Work to be completed
Across all the entries below, count each line that holds "MediaArtifact" and report the figure only.

== == ==

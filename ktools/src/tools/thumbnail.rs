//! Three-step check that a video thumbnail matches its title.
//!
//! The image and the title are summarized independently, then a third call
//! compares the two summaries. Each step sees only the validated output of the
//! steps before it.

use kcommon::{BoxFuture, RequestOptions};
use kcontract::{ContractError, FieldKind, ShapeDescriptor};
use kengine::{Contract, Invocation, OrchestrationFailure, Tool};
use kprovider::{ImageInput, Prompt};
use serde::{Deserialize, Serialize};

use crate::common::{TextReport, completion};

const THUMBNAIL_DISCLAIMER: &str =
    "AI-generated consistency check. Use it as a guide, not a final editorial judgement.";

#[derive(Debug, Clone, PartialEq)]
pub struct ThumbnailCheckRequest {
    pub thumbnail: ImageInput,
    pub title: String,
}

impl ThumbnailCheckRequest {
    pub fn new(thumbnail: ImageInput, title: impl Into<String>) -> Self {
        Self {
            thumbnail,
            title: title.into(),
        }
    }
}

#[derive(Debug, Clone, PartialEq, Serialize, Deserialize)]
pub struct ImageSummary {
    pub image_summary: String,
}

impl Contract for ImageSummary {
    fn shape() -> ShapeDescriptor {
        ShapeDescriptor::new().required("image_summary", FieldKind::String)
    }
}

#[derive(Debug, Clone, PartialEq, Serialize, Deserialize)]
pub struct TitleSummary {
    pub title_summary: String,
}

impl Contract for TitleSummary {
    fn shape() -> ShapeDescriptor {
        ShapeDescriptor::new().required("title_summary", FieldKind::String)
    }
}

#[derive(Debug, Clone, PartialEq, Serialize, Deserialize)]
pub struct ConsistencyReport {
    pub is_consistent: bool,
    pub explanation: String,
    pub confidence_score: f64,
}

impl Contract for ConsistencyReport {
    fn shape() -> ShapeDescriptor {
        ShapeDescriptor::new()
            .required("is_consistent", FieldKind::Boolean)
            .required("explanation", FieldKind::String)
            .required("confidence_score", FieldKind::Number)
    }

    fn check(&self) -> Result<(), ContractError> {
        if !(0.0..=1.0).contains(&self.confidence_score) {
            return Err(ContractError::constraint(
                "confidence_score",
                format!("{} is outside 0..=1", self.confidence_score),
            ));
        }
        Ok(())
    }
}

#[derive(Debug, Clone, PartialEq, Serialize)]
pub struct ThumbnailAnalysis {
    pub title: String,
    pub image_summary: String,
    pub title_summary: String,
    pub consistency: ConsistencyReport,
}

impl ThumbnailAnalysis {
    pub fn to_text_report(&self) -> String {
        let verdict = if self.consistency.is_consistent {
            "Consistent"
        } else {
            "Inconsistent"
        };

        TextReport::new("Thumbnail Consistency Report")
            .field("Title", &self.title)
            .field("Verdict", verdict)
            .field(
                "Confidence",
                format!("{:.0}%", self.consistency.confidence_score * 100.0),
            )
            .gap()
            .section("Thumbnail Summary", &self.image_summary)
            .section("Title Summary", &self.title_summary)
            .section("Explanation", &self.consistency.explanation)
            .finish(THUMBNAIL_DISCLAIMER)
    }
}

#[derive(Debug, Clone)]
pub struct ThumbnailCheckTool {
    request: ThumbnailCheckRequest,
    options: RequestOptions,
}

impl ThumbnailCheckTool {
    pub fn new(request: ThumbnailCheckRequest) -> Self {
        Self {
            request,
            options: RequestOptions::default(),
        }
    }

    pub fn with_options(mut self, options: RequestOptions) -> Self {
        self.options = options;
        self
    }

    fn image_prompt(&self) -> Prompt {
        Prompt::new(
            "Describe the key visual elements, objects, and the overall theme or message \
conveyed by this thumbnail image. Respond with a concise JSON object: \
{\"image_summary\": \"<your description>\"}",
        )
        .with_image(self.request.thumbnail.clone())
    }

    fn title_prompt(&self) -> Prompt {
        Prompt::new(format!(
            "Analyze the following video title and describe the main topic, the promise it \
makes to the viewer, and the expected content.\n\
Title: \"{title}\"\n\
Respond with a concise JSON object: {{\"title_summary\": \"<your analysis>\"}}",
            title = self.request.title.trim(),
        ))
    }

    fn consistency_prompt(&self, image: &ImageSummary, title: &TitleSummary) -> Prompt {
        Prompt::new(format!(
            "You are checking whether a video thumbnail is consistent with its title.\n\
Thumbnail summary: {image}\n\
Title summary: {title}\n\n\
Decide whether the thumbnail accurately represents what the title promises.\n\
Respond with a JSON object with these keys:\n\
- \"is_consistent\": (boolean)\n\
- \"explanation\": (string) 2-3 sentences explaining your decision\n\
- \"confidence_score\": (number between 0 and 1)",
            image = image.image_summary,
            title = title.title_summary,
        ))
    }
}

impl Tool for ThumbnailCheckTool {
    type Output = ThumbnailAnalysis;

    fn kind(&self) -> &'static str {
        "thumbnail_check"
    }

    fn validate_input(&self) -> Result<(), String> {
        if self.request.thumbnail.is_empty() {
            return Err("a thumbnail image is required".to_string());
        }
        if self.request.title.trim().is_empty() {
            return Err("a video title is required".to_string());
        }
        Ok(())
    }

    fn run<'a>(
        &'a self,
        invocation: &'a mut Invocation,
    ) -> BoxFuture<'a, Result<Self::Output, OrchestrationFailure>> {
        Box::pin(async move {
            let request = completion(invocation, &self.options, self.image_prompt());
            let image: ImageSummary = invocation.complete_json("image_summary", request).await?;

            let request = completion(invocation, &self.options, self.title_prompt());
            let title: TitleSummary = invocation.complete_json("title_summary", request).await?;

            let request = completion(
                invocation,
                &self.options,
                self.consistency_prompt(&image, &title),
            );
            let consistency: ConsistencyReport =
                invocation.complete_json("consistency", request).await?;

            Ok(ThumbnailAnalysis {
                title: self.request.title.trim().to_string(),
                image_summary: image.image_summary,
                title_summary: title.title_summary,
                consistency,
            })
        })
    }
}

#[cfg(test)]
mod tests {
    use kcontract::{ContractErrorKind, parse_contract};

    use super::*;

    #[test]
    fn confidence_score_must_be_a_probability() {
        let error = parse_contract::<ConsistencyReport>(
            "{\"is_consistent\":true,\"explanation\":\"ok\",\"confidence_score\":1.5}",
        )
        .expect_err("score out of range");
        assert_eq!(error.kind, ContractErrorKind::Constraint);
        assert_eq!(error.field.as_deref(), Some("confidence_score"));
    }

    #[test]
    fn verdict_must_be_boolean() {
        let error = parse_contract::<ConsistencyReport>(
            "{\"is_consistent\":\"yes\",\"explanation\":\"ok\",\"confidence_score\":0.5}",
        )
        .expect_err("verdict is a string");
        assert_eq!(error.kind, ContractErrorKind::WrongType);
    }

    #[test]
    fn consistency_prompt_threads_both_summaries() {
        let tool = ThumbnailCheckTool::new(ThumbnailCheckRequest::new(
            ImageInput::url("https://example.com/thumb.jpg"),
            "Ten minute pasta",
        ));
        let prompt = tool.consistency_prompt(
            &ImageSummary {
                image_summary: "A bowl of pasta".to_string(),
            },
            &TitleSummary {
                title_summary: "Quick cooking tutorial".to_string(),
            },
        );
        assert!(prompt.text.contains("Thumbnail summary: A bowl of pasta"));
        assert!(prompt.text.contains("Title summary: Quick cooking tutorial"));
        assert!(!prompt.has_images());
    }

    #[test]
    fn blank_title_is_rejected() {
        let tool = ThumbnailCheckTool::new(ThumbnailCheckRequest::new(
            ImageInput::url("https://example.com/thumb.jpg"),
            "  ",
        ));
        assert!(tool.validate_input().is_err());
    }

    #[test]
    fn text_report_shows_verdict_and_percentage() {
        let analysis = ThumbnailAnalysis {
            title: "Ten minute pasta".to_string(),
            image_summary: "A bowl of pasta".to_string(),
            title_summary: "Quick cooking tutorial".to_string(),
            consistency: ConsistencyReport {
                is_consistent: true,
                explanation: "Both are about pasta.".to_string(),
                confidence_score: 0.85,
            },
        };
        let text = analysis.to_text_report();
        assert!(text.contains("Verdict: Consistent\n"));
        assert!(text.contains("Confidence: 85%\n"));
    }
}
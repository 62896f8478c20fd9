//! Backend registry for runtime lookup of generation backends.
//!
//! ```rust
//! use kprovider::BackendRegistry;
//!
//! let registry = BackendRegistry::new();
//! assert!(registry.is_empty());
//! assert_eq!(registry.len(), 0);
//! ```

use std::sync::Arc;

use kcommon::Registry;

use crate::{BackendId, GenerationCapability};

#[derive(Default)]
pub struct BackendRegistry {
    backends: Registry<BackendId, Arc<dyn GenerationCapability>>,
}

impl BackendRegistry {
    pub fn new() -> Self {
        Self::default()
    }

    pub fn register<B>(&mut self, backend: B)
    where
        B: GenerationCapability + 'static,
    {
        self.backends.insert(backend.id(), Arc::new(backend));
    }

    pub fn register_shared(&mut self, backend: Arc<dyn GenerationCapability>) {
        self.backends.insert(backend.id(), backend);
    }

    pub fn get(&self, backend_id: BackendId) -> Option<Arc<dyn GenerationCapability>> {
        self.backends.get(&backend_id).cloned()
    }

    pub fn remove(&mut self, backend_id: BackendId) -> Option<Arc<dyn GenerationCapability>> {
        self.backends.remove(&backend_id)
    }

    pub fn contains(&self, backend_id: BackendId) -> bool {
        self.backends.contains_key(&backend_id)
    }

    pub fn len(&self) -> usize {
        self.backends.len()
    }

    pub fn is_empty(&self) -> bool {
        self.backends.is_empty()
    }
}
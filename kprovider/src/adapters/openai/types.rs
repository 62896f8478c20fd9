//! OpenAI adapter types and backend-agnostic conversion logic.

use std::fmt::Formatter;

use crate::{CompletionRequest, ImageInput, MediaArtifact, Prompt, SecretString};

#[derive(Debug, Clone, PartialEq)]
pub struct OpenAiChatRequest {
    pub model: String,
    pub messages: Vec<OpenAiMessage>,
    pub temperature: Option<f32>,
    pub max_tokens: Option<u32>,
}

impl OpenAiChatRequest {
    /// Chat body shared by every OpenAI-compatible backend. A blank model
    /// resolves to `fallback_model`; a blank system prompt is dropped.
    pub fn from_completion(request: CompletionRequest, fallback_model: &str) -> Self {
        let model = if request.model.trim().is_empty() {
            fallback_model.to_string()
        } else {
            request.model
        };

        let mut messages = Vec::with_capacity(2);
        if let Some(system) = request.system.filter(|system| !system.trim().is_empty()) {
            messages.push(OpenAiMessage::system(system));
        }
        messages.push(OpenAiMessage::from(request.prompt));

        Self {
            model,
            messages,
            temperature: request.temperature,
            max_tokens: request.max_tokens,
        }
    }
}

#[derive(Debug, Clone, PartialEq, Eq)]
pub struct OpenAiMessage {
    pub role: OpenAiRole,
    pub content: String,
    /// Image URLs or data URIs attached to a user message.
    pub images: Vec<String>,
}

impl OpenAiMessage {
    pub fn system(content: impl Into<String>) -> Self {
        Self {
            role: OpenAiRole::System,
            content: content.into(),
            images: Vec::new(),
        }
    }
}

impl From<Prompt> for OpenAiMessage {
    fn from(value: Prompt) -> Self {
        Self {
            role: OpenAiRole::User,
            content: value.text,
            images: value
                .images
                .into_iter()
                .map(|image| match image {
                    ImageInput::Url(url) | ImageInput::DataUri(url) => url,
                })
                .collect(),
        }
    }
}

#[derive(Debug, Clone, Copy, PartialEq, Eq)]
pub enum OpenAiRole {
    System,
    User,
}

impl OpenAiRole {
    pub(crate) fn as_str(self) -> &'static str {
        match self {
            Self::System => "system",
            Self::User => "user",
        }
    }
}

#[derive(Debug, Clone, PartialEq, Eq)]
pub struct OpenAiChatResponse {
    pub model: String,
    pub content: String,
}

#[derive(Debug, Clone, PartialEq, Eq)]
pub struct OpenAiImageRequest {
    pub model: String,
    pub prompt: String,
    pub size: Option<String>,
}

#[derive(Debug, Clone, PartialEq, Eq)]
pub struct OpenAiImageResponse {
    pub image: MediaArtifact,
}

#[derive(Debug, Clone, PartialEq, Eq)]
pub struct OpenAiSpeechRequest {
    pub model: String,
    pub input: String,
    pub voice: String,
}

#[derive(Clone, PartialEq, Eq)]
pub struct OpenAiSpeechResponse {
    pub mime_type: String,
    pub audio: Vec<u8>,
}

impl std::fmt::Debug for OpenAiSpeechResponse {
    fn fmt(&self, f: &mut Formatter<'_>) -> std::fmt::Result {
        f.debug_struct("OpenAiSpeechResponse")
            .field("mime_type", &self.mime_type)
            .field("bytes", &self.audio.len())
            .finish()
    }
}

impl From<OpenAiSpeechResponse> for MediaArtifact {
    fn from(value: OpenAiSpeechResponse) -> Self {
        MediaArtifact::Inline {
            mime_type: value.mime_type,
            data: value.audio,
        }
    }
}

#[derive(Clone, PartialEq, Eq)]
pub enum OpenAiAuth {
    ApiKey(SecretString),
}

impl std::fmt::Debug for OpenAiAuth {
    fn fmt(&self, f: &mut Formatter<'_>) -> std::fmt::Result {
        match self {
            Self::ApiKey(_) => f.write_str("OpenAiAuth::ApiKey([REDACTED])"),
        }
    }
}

== == ==

Result for this task
4